Yeah, right. It’s those pep rallies, 7 a.m. classes and ivy-covered halls that inspire the players – not the chance to perform in jam-packed stadiums on national TV and, oh, by the way, audition for the NFL and NBA.
The NCAA’s other line of argument goes like this: You love watching college football because the players are college students, “real” amateurs, not “paid to play.” Would it really matter to you Mizzou fans if quarterback (and Heisman Trophy candidate) Drew Lock earned $1 million or so above his scholarship and stipend?
“Oh, I can’t watch him play, he’s (gasp) a professional!”
Players earning reasonable pay can still be students and represent their schools. They can still graduate. (Some suggest putting the money in a “lockbox” until graduation – good idea.)
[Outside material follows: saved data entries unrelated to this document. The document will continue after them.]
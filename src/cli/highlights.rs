use anyhow::{Context, Result};
use clap::Args;
use game_timeline::{GameTimeline, HighlightReport, NotablePlaySelection, Subject};

use super::context::CliContext;
use super::locate::print_game;
use super::output::{emit, OutputFormat};

#[derive(Args, Clone, Debug)]
pub struct HighlightsArgs {
    /// Player identifier
    #[arg(long)]
    pub player: u64,

    /// Season year; defaults to the configured or current season
    #[arg(long)]
    pub season: Option<String>,
}

pub async fn cmd_highlights(
    args: HighlightsArgs,
    ctx: &CliContext,
    output: OutputFormat,
) -> Result<()> {
    let service = ctx.timeline().await?;
    let game = match &args.season {
        Some(season) => Some(
            service
                .locate(Subject::Player(args.player), Some(season.as_str()))
                .await?,
        ),
        None => None,
    };
    let report = service
        .highlights(args.player, game)
        .await
        .with_context(|| format!("collecting highlights for player {}", args.player))?;
    emit(output, &report, print_report)
}

fn print_report(report: &HighlightReport) {
    print_game(&report.game);
    println!(
        "{} of {} records are notable for player {}",
        report.notable_events.len(),
        report.total_records,
        report.player_id
    );
    for event in &report.notable_events {
        println!("  {}", event.narrate());
    }
    match &report.selection {
        NotablePlaySelection::Play(id) => println!("highlight play: {id}"),
        NotablePlaySelection::NoNotablePlay => println!("no notable play"),
    }
}
use thiserror::Error;

#[derive(Debug, Error)]
pub enum OutboundError {
    #[error("invalid configuration: {0}")]
    InvalidConfig(String),
    #[error("request to {url} failed: {source}")]
    Network {
        url: String,
        #[source]
        source: reqwest::Error,
    },
    #[error("{url} returned {status}: {body}")]
    Status {
        url: String,
        status: u16,
        body: String,
    },
    #[error("unusable summary response: {0}")]
    Malformed(String),
}

impl OutboundError {
    pub fn invalid_config(msg: impl Into<String>) -> Self {
        OutboundError::InvalidConfig(msg.into())
    }

    pub fn malformed(msg: impl Into<String>) -> Self {
        OutboundError::Malformed(msg.into())
    }
}

pub type OutboundResult<T> = Result<T, OutboundError>;
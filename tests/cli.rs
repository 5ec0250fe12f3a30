use assert_cmd::prelude::*;
use axum::extract::Path;
use axum::routing::{get, post};
use axum::{Json, Router};
use serde_json::{json, Value};
use std::fs;
use std::process::{Command, Output};
use tokio::net::TcpListener;

fn command(dir: &std::path::Path, config: &std::path::Path) -> Command {
    let bin = assert_cmd::cargo::cargo_bin!("diamond-digest");
    let mut cmd = Command::new(bin);
    cmd.current_dir(dir)
        .env_remove("RUST_LOG")
        .arg("--config")
        .arg(config);
    cmd
}

async fn run(mut cmd: Command) -> Output {
    tokio::task::spawn_blocking(move || cmd.output().expect("run binary"))
        .await
        .expect("join")
}

fn snapshot(batter: u64, code: &str, play_id: &str) -> Value {
    json!({"liveData": {"plays": {"currentPlay": {
        "about": {"inning": 1, "halfInning": "bottom"},
        "matchup": {"batter": {"id": batter, "fullName": "Lead Off"}, "pitcher": {"id": 5}},
        "playEvents": [{"details": {"call": {"code": code}}, "playId": play_id}]
    }}}})
}

async fn spawn_services() -> String {
    let app = Router::new()
        .route(
            "/api/v1/schedule",
            get(|| async {
                Json(json!({"dates": [
                    {"date": "2024-09-27", "games": [{"gamePk": 10}]},
                    {"date": "2024-09-28", "games": [{"gamePk": 11,
                        "teams": {"home": {"team": {"name": "Athletics"}},
                                  "away": {"team": {"name": "Yankees"}}}}]}
                ]}))
            }),
        )
        .route(
            "/api/v1.1/game/:pk/feed/live/timestamps",
            get(|| async { Json(json!(["t1", "t2", "t3"])) }),
        )
        .route(
            "/api/v1.1/game/:pk/feed/live",
            get(
                |axum::extract::Query(q): axum::extract::Query<std::collections::HashMap<String, String>>| async move {
                    let feed = match q.get("timecode").map(String::as_str) {
                        Some("t1") => snapshot(42, "B", "1"),
                        Some("t2") => snapshot(42, "E", "77"),
                        _ => snapshot(42, "X", "78"),
                    };
                    Json(feed)
                },
            ),
        )
        .route(
            "/api/v1/game/:pk/content",
            get(|Path(pk): Path<u64>| async move {
                Json(json!({"editorial": {"recap": {"mlb": {
                    "headline": format!("Recap of {pk}"), "body": "Body."
                }}}}))
            }),
        )
        .route(
            "/api/v1/teams/:id",
            get(|Path(id): Path<u64>| async move {
                Json(json!({"teams": [{"id": id, "name": "Athletics", "abbreviation": "OAK",
                    "venue": {"name": "Sutter Health Park"}}]}))
            }),
        )
        .route(
            "/api/v1/teams/:id/coaches",
            get(|| async {
                Json(json!({"roster": [{"person": {"fullName": "Mark Kotsay"}, "job": "Manager"}]}))
            }),
        )
        .route(
            "/llm/chat/completions",
            post(|| async {
                let content = r#"{"personalized_title":"Your A's digest","personalized_message_header":"Hi Ada","personalized_digest":"A walk-off win."}"#;
                Json(json!({"choices": [{"message": {"content": content}}]}))
            }),
        );

    let listener = TcpListener::bind("127.0.0.1:0").await.expect("bind stub");
    let addr = listener.local_addr().expect("local addr");
    tokio::spawn(async move {
        axum::serve(listener, app.into_make_service())
            .await
            .expect("stub server");
    });
    format!("http://{addr}")
}

fn write_config(dir: &std::path::Path, base: &str) -> std::path::PathBuf {
    let path = dir.join("config.yaml");
    fs::write(
        &path,
        format!(
            "stats:\n  base_url: {base}/api\ntimeline:\n  max_in_flight: 2\n  default_season: \"2024\"\nsummary:\n  api_base: {base}/llm\n  api_key: sk-test\n"
        ),
    )
    .expect("write config");
    path
}

#[test]
fn config_show_merges_file_and_environment() {
    let dir = tempfile::tempdir().expect("tempdir");
    let config = write_config(dir.path(), "http://stats.local");

    let assert = command(dir.path(), &config)
        .env("DIAMOND_DIGEST__NOTIFY__SENDER", "bot@example.com")
        .args(["--output", "json", "config", "show"])
        .assert()
        .success();

    let payload: Value =
        serde_json::from_slice(&assert.get_output().stdout).expect("json config");
    assert_eq!(payload["stats"]["base_url"], "http://stats.local/api");
    assert_eq!(payload["timeline"]["max_in_flight"], 2);
    assert_eq!(payload["notify"]["sender"], "bot@example.com");
    assert_eq!(payload["summary"]["api_key"], "<redacted>");
}

#[test]
fn config_validate_rejects_unknown_policy() {
    let dir = tempfile::tempdir().expect("tempdir");
    let config = dir.path().join("config.yaml");
    fs::write(&config, "timeline:\n  missing_snapshots: sometimes\n").expect("write");

    command(dir.path(), &config)
        .args(["config", "validate"])
        .assert()
        .failure();
}

#[test]
fn locate_requires_a_subject() {
    let dir = tempfile::tempdir().expect("tempdir");
    let config = dir.path().join("config.yaml");

    command(dir.path(), &config)
        .args(["locate", "--team", "1", "--player", "2"])
        .assert()
        .failure();
}

#[tokio::test(flavor = "multi_thread", worker_threads = 2)]
async fn locate_prints_latest_game() {
    let base = spawn_services().await;
    let dir = tempfile::tempdir().expect("tempdir");
    let config = write_config(dir.path(), &base);

    let mut cmd = command(dir.path(), &config);
    cmd.args(["--output", "json", "locate", "--team", "133"]);
    let output = run(cmd).await;
    assert!(output.status.success(), "{output:?}");

    let game: Value = serde_json::from_slice(&output.stdout).expect("json game");
    assert_eq!(game["game_pk"], 11);
    assert_eq!(game["date"], "2024-09-28");
    assert_eq!(game["home_team"], "Athletics");
}

#[tokio::test(flavor = "multi_thread", worker_threads = 2)]
async fn timeline_writes_jsonl_with_notable_marks() {
    let base = spawn_services().await;
    let dir = tempfile::tempdir().expect("tempdir");
    let config = write_config(dir.path(), &base);
    let out = dir.path().join("timeline.jsonl");

    let mut cmd = command(dir.path(), &config);
    cmd.args(["timeline", "--game-pk", "11", "--player", "42", "--out"])
        .arg(&out);
    let output = run(cmd).await;
    assert!(output.status.success(), "{output:?}");

    let lines: Vec<Value> = fs::read_to_string(&out)
        .expect("jsonl")
        .lines()
        .map(|line| serde_json::from_str(line).expect("line"))
        .collect();
    assert_eq!(lines.len(), 5);
    let notable: Vec<bool> = lines[1..4]
        .iter()
        .map(|line| line["notable"].as_bool().unwrap_or_default())
        .collect();
    assert_eq!(notable, vec![false, true, true]);
    assert_eq!(lines[4]["notable_records"], 2);
}

#[tokio::test(flavor = "multi_thread", worker_threads = 2)]
async fn dry_run_digest_emits_payload() {
    let base = spawn_services().await;
    let dir = tempfile::tempdir().expect("tempdir");
    let config = write_config(dir.path(), &base);

    let mut cmd = command(dir.path(), &config);
    cmd.args([
        "--output",
        "json",
        "digest",
        "--team",
        "133",
        "--email",
        "ada@example.com",
        "--first-name",
        "Ada",
        "--family-name",
        "Lovelace",
        "--dry-run",
    ]);
    let output = run(cmd).await;
    assert!(output.status.success(), "{output:?}");

    let outcome: Value = serde_json::from_slice(&output.stdout).expect("json outcome");
    assert_eq!(outcome["game"]["game_pk"], 11);
    assert_eq!(outcome["summary"]["team_abbreviation"], "OAK");
    assert_eq!(outcome["summary"]["headline"], "Recap of 11");
    assert_eq!(outcome["notification"]["subject"], "Your A's digest");
    assert_eq!(outcome["notification"]["receiver"], "ada@example.com");
    assert!(outcome["receipt"].is_null());
}
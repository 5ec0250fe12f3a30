//! Narrows a timeline to the events worth talking about for one player.

use crate::model::{EventRecord, NotablePlaySelection, PlayId, Timeline};
use std::cmp::Ordering;

/// Pitch and play outcome codes treated as highlights: run-scoring and
/// play-determining calls, hit-by-pitch and intentional walks, pickoff
/// attempts, and rule violations.
pub const NOTABLE_PITCH_CODES: [&str; 20] = [
    "E", "Z", "X", "D", "Y", "J", // run-scoring and play-determining
    "H", "I", "VB", // hit-by-pitch, intentional walks
    "1", "2", "3", "+1", "+2", "+3", // pickoff attempts
    "VP", "VC", "VS", "AC", "AB", // violations
];

pub fn is_notable_code(code: &str) -> bool {
    NOTABLE_PITCH_CODES.contains(&code)
}

/// Records where `player_id` bats or pitches, the last pitch carries a
/// notable call code, and the play identifier is a plain scalar. Timeline
/// order is preserved.
pub fn filter_significant(timeline: &Timeline, player_id: u64) -> Vec<EventRecord> {
    timeline
        .iter()
        .filter(|record| is_significant(record, player_id))
        .cloned()
        .collect()
}

pub fn is_significant(record: &EventRecord, player_id: u64) -> bool {
    record.involves(player_id)
        && record.pitch_code.as_deref().is_some_and(is_notable_code)
        && record.play_id.as_ref().is_some_and(PlayId::is_scalar)
}

/// Highest scalar play identifier among `records`, or the explicit
/// no-highlight sentinel.
pub fn select_notable_play(records: &[EventRecord]) -> NotablePlaySelection {
    records
        .iter()
        .filter_map(|record| record.play_id.as_ref().and_then(PlayId::as_scalar))
        .max_by(|a, b| compare_play_ids(a, b))
        .map(|id| NotablePlaySelection::Play(id.into_owned()))
        .unwrap_or(NotablePlaySelection::NoNotablePlay)
}

/// Total order over play identifiers. All-digit ids rank below any other id
/// and compare by numeric value; other ids compare lexicographically. Equal
/// values with different spellings (`"07"`, `"7"`) fall back to the text.
pub fn compare_play_ids(a: &str, b: &str) -> Ordering {
    match (digits(a), digits(b)) {
        (Some(x), Some(y)) => x
            .len()
            .cmp(&y.len())
            .then_with(|| x.cmp(y))
            .then_with(|| a.cmp(b)),
        (Some(_), None) => Ordering::Less,
        (None, Some(_)) => Ordering::Greater,
        (None, None) => a.cmp(b),
    }
}

/// Significant digits of an all-digit id, of any length.
fn digits(id: &str) -> Option<&str> {
    (!id.is_empty() && id.bytes().all(|b| b.is_ascii_digit())).then(|| id.trim_start_matches('0'))
}

#[cfg(test)]
mod tests {
    use super::*;
    use serde_json::json;

    const PLAYER: u64 = 660271;

    fn record(batter: u64, pitcher: u64, code: &str, play_id: Option<PlayId>) -> EventRecord {
        EventRecord {
            batter_id: Some(batter),
            pitcher_id: Some(pitcher),
            pitch_code: Some(code.to_string()),
            play_id,
            ..EventRecord::default()
        }
    }

    fn scalar(id: &str) -> Option<PlayId> {
        Some(PlayId::Scalar(id.to_string()))
    }

    #[test]
    fn notable_code_set_is_exact() {
        let mut codes = NOTABLE_PITCH_CODES.to_vec();
        codes.sort_unstable();
        codes.dedup();
        assert_eq!(codes.len(), 20);
        for code in ["E", "Z", "X", "D", "Y", "J", "H", "I", "VB", "1", "2", "3", "+1", "+2", "+3", "VP", "VC", "VS", "AC", "AB"] {
            assert!(is_notable_code(code), "{code} should be notable");
        }
        for code in ["B", "S", "C", "F", "T", "x", ""] {
            assert!(!is_notable_code(code), "{code} should not be notable");
        }
    }

    #[test]
    fn ball_is_excluded_and_in_play_is_included() {
        let timeline = Timeline {
            game_pk: 1,
            records: vec![
                record(PLAYER, 1, "B", scalar("p1")),
                record(PLAYER, 1, "X", scalar("p2")),
            ],
        };
        let kept = filter_significant(&timeline, PLAYER);
        assert_eq!(kept.len(), 1);
        assert_eq!(kept[0].play_id, scalar("p2"));
    }

    #[test]
    fn player_may_be_batter_or_pitcher() {
        let timeline = Timeline {
            game_pk: 1,
            records: vec![
                record(PLAYER, 2, "D", scalar("a")),
                record(3, PLAYER, "E", scalar("b")),
                record(3, 4, "E", scalar("c")),
            ],
        };
        let ids: Vec<_> = filter_significant(&timeline, PLAYER)
            .into_iter()
            .map(|r| r.play_id)
            .collect();
        assert_eq!(ids, vec![scalar("a"), scalar("b")]);
    }

    #[test]
    fn structured_or_missing_play_ids_are_dropped() {
        let timeline = Timeline {
            game_pk: 1,
            records: vec![
                record(PLAYER, 1, "X", Some(PlayId::Structured(json!({})))),
                record(PLAYER, 1, "X", Some(PlayId::Structured(json!(["x"])))),
                record(PLAYER, 1, "X", None),
                EventRecord {
                    batter_id: Some(PLAYER),
                    play_id: scalar("no-code"),
                    ..EventRecord::default()
                },
            ],
        };
        assert!(filter_significant(&timeline, PLAYER).is_empty());
    }

    #[test]
    fn output_is_an_ordered_subset() {
        let timeline = Timeline {
            game_pk: 1,
            records: vec![
                record(PLAYER, 1, "X", scalar("z")),
                record(PLAYER, 1, "S", scalar("y")),
                record(PLAYER, 1, "H", scalar("a")),
            ],
        };
        let kept = filter_significant(&timeline, PLAYER);
        assert_eq!(kept, vec![timeline.records[0].clone(), timeline.records[2].clone()]);
    }

    #[test]
    fn selection_takes_maximum_identifier() {
        let records = vec![
            record(PLAYER, 1, "X", scalar("3f1a")),
            record(PLAYER, 1, "X", scalar("b2c0")),
            record(PLAYER, 1, "X", scalar("a9ff")),
        ];
        assert_eq!(
            select_notable_play(&records),
            NotablePlaySelection::Play("b2c0".into())
        );
    }

    #[test]
    fn numeric_identifiers_compare_numerically() {
        let records = vec![
            record(PLAYER, 1, "X", scalar("9")),
            record(PLAYER, 1, "X", scalar("10")),
        ];
        assert_eq!(select_notable_play(&records).play_id(), Some("10"));
    }

    #[test]
    fn selection_ignores_input_order() {
        let ids = ["10", "9", "5a", "007", "7", "b", "18446744073709551616000"];
        let orders: [[usize; 7]; 4] = [
            [0, 1, 2, 3, 4, 5, 6],
            [6, 5, 4, 3, 2, 1, 0],
            [2, 0, 6, 1, 5, 3, 4],
            [4, 3, 5, 6, 0, 2, 1],
        ];
        for order in orders {
            let records: Vec<_> = order
                .iter()
                .map(|&i| record(PLAYER, 1, "X", scalar(ids[i])))
                .collect();
            assert_eq!(select_notable_play(&records).play_id(), Some("b"));
        }

        let numeric_only: Vec<_> = ["10", "9", "18446744073709551616000", "007"]
            .into_iter()
            .rev()
            .map(|id| record(PLAYER, 1, "X", scalar(id)))
            .collect();
        assert_eq!(
            select_notable_play(&numeric_only).play_id(),
            Some("18446744073709551616000")
        );
    }

    #[test]
    fn play_id_order_is_consistent() {
        let ids = ["10", "9", "5a", "007", "7", "", "b"];
        for a in ids {
            assert_eq!(compare_play_ids(a, a), Ordering::Equal);
            for b in ids {
                assert_eq!(compare_play_ids(a, b), compare_play_ids(b, a).reverse());
                for c in ids {
                    if compare_play_ids(a, b) == Ordering::Less
                        && compare_play_ids(b, c) == Ordering::Less
                    {
                        assert_eq!(compare_play_ids(a, c), Ordering::Less, "{a} < {b} < {c}");
                    }
                }
            }
        }
        assert_eq!(compare_play_ids("007", "7"), Ordering::Less);
        assert_eq!(compare_play_ids("99", "5a"), Ordering::Less);
    }

    #[test]
    fn encoded_blob_ids_never_win_selection() {
        let timeline = Timeline {
            game_pk: 1,
            records: vec![
                record(PLAYER, 1, "X", PlayId::from_json(&json!("0b9c2f7e-1111"))),
                record(PLAYER, 1, "E", PlayId::from_json(&json!("{\"playId\":null}"))),
                record(PLAYER, 1, "D", PlayId::from_json(&json!(true))),
            ],
        };
        let kept = filter_significant(&timeline, PLAYER);
        assert_eq!(kept.len(), 1);
        assert_eq!(
            select_notable_play(&kept),
            NotablePlaySelection::Play("0b9c2f7e-1111".into())
        );
    }

    #[test]
    fn numeric_play_ids_are_selectable() {
        let records = vec![
            record(PLAYER, 1, "X", PlayId::from_json(&json!(77))),
            record(PLAYER, 1, "X", PlayId::from_json(&json!(120))),
        ];
        assert_eq!(select_notable_play(&records).play_id(), Some("120"));
    }

    #[test]
    fn empty_selection_is_sentinel() {
        assert_eq!(select_notable_play(&[]), NotablePlaySelection::NoNotablePlay);
        assert_eq!(NotablePlaySelection::NoNotablePlay.play_id(), None);
    }
}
I’m not so cynical as to agree with former Ohio State quarterback Cardale Jones, who wrote on Twitter in 2012: “Why should we have to go to class if we came here to play FOOTBALL, we ain’t come to play SCHOOL, classes are POINTLESS.”
The NCAA should follow the lead of the Olympic movement and dump the old amateur code, which dates back to the 19th century. Division I college football and basketball brought in about $9 billion last year. It’s time the players get more than crumbs from that very big loaf.